Machine learning is the field of study that gives computers the ability to learn without being explicitly programmed
--Arthur Samuel, 1959
A computer program is said to learn from experience E with respect to some task T and some performance measure P, if its performance on T, as measured by P, improves with experience E
--Tom Mitchell, 1997
Artificial Intelligence human-like intelligence displayed by software and/or machines, is the broader concept of machines being able to carry out tasks in a way that we would consider “smart”, AI concentrated on mimicking human decision making processes and carrying out tasks in ever more human ways
Machine learning algorithms that can learn from data to make predictions, focuses on the development of computer programs that can access data and use it learn for themselves
Data mining is the process of finding anomalies, patterns and correlations within large data sets to predict outcomes, the process of digging through data to discover hidden connections and predict future trends, knowledge discovery in databases (KDD)
Pattern recognition the automated recognition of patterns and regularities in data
Supervised Learning
Starting from the analysis of a known training dataset by given "right answers" (labels), the trained model is able to make predictions about the output values
- Classification, classify new instance
- Regression, predict a target numeric value
- attribute is a data type ("Mileage"), while feature means an attribute plus its vaue ("Mileage = 15,000")
- Most important supervised learning algorithms: k-Nearest Neightbors, Linear Regression, Logistic Regression, Suport Vector Machines (SVMs), Decision Trees and Random Forests, Neural Networks
Unsupervised Learning
- Classify or label data without given "right answers" (labels)
- Most important unsupervised learning algorithms
- Clustering: k-Means, DBSCAN, Hierarchical Cluster Analysis (HCA), Expectation Maximization
- Anomaly detection and novelty detection: One-Class SVM, Isolaiton Forest
- Visualizaiton and dimensionality reduction: Principal Component Analysis (PCA), Kernel PCA, Locally-Linear Embedding (LLE), t-distributed Stochastic Neighbor Embedding (t-SNE)
- Association rule learning: Apriori, Eclat
Semisupervised Learning
- Deal with partially labeled training data, usually a lot of unlabeled data and a little bit of labeled data
- Trained sequentially in an unsupervised manner, and then the whole system is fine-tuned using supervised learning techniques
- Deep Belief Networks (DBNs) and Restricted Boltzmann Machines (RBMs)
Reinforcement Learning
The learning system, called an agent, observe the environment, select and perform actions, and get rewards in return, to get the most reward over time.

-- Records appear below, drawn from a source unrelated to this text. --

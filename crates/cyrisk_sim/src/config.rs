//! Simulation configuration.
//!
//! This module provides configuration types and a builder for Monte Carlo
//! loss simulations: iteration count and the base seed from which all
//! per-scenario sampling streams are derived.

use cyrisk_core::types::EngineError;

/// Default number of iterations per simulation run.
pub const DEFAULT_ITERATIONS: usize = 50_000;

/// Default base seed, fixed so that analyses are reproducible unless the
/// caller supplies its own seed.
pub const DEFAULT_SEED: u64 = 42;

/// Maximum number of iterations allowed (allocation guard).
pub const MAX_ITERATIONS: usize = 10_000_000;

/// Monte Carlo simulation configuration.
///
/// Immutable configuration specifying iteration count and base seed.
/// Use [`SimulationConfigBuilder`] for validated construction, or
/// [`SimulationConfig::default`] for the standard 50,000-iteration
/// reproducible setup.
///
/// # Examples
///
/// ```rust
/// use cyrisk_sim::config::SimulationConfig;
///
/// let config = SimulationConfig::builder()
///     .iterations(10_000)
///     .seed(7)
///     .build()
///     .expect("valid configuration");
///
/// assert_eq!(config.iterations(), 10_000);
/// assert_eq!(config.seed(), 7);
/// ```
#[derive(Clone, Copy, Debug, PartialEq, Eq)]
#[cfg_attr(feature = "serde", derive(serde::Serialize, serde::Deserialize))]
pub struct SimulationConfig {
    /// Number of simulated annual iterations.
    iterations: usize,
    /// Base seed for all derived sampling streams.
    seed: u64,
}

impl Default for SimulationConfig {
    fn default() -> Self {
        Self {
            iterations: DEFAULT_ITERATIONS,
            seed: DEFAULT_SEED,
        }
    }
}

impl SimulationConfig {
    /// Creates a new configuration builder.
    #[inline]
    pub fn builder() -> SimulationConfigBuilder {
        SimulationConfigBuilder::default()
    }

    /// Returns the number of iterations per run.
    #[inline]
    pub fn iterations(&self) -> usize {
        self.iterations
    }

    /// Returns the base seed.
    #[inline]
    pub fn seed(&self) -> u64 {
        self.seed
    }

    /// Validates the configuration.
    ///
    /// # Errors
    ///
    /// Returns [`EngineError::InvalidIterationCount`] if `iterations` is 0
    /// or greater than [`MAX_ITERATIONS`].
    pub fn validate(&self) -> Result<(), EngineError> {
        if self.iterations == 0 || self.iterations > MAX_ITERATIONS {
            return Err(EngineError::InvalidIterationCount(self.iterations));
        }
        Ok(())
    }
}

/// Builder for [`SimulationConfig`].
///
/// Unset fields fall back to [`DEFAULT_ITERATIONS`] / [`DEFAULT_SEED`];
/// validation happens at build time.
#[derive(Clone, Copy, Debug, Default)]
pub struct SimulationConfigBuilder {
    iterations: Option<usize>,
    seed: Option<u64>,
}

impl SimulationConfigBuilder {
    /// Sets the number of iterations per run.
    ///
    /// # Arguments
    ///
    /// * `iterations` - Iteration count in [1, 10_000_000]
    #[inline]
    pub fn iterations(mut self, iterations: usize) -> Self {
        self.iterations = Some(iterations);
        self
    }

    /// Sets the base seed for reproducibility.
    #[inline]
    pub fn seed(mut self, seed: u64) -> Self {
        self.seed = Some(seed);
        self
    }

    /// Builds the configuration.
    ///
    /// # Errors
    ///
    /// Returns [`EngineError::InvalidIterationCount`] when the iteration
    /// count is outside the allocatable range.
    pub fn build(self) -> Result<SimulationConfig, EngineError> {
        let config = SimulationConfig {
            iterations: self.iterations.unwrap_or(DEFAULT_ITERATIONS),
            seed: self.seed.unwrap_or(DEFAULT_SEED),
        };
        config.validate()?;
        Ok(config)
    }
}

It learns by itself what is the best strategy, called policy. A policy defines what action the agent should choose when it is in a given situation
Batch Learning: offline learning, train the model using all the available data
Online learning: train the system incrementlly by feeding it data instances sequentially, either individually or in small groups called mini-btaches
Instanced-based learning: the system learns the examples by heart, then generalizes to new cases using a similarity measure
- Lazy Learners (K-Nearest Neighbors)
- Radial-Based Functions (RBF Kernel)
- Case-Based Reasoning (CBR)
Model-based learning: generalize by building a model from a set of examples, then use the built model to make predictions
Utility function or fitness function, measures how good the model is
Cost function or loss function, measure how bad the model is, meansures the distance between model predictions and the training examples, the objectives is to minimize the distance
Unreasonable Effectiveness of Data
- Data matters more than algorithms
- Google Paper
Nonrepresentative Training Data
- It is crucial to use a training set that is representative of the new cases you want to generalize to
- If the sample is too small, have sample noise
- If nonrepresentative large samples, have sampling bias
Poor-Quality Data
- Training data is full of errors, outliers, and noise
- If some instances are clearly outliers, it may help to simply discard them or try to fix the errors manually
- If some instances are missing a few features, decide whether you want to ignore this attribute altogether, ignore these instances, fill in the missing values, or train on model with the feature and one model without it
Irrelevant Features
The system will only be capable of learning if the training data contains enough relevant features and too many irrelevant ones
- Feature Engineering
- Feature selection: selecting the most useful features to train on among existing features
- Feature extraction: combining existing features to produce a more useful one, such as, dimensionality reduction
- Creating new features by gathering new data
Overfitting
The model performs well on the training data, but does not generalize well Solutions
- To simplify the model
- To gather more training data
- To reduce the noise in the training data
Underfitting
The model is to simple to learn the underlying structure of the data Solutions
- Selecting a more powerful model
- Feeding better features to the learning algorithm
- Reducing the constraints on the model, reducing the regularizaiton hyperparameter
- Bias referes to the error that is introduced by approximating a real-life problem
- Variance is due to the model's excessive sensitivity to small variations in the training data, refers to the amount by which factor would change if we estimated it using a different training data set
- Irreducible error is due to the noisiness of the data itself. The only way to reduce this part of the error is to clean up the data
- Higher the degrees of freedom, may cause overfitting, low bias, high variance
- Lower the degrees of freedom, may cause underfitting, high bias, low variance
Cross Validation
- Overfitting, performs well on training data but generalizes poorly according to the cross-validation metrics
- Underfitting, performs poorly on both training data and the cross-validation metrics
Learning Curves
- Plots of the model's performance on the training set and the validation set as a function of the training set size
- Underfitting, both curves have reached a plateau, they are close and fairly high
- Overfitting, there is a gap between the curves, the model performs significantly better on the training data than on the validation data
Constaining a model to make it simpler and reduce the risk of overfitting
Parameters whose values control the learning process and determine the values of model parameters
Reduction and Cleansing
- Dimensionality Reduction
- Sampling
- Cleaning
Data Wrangling
- Formatting
- Normalization
- Feature Engineering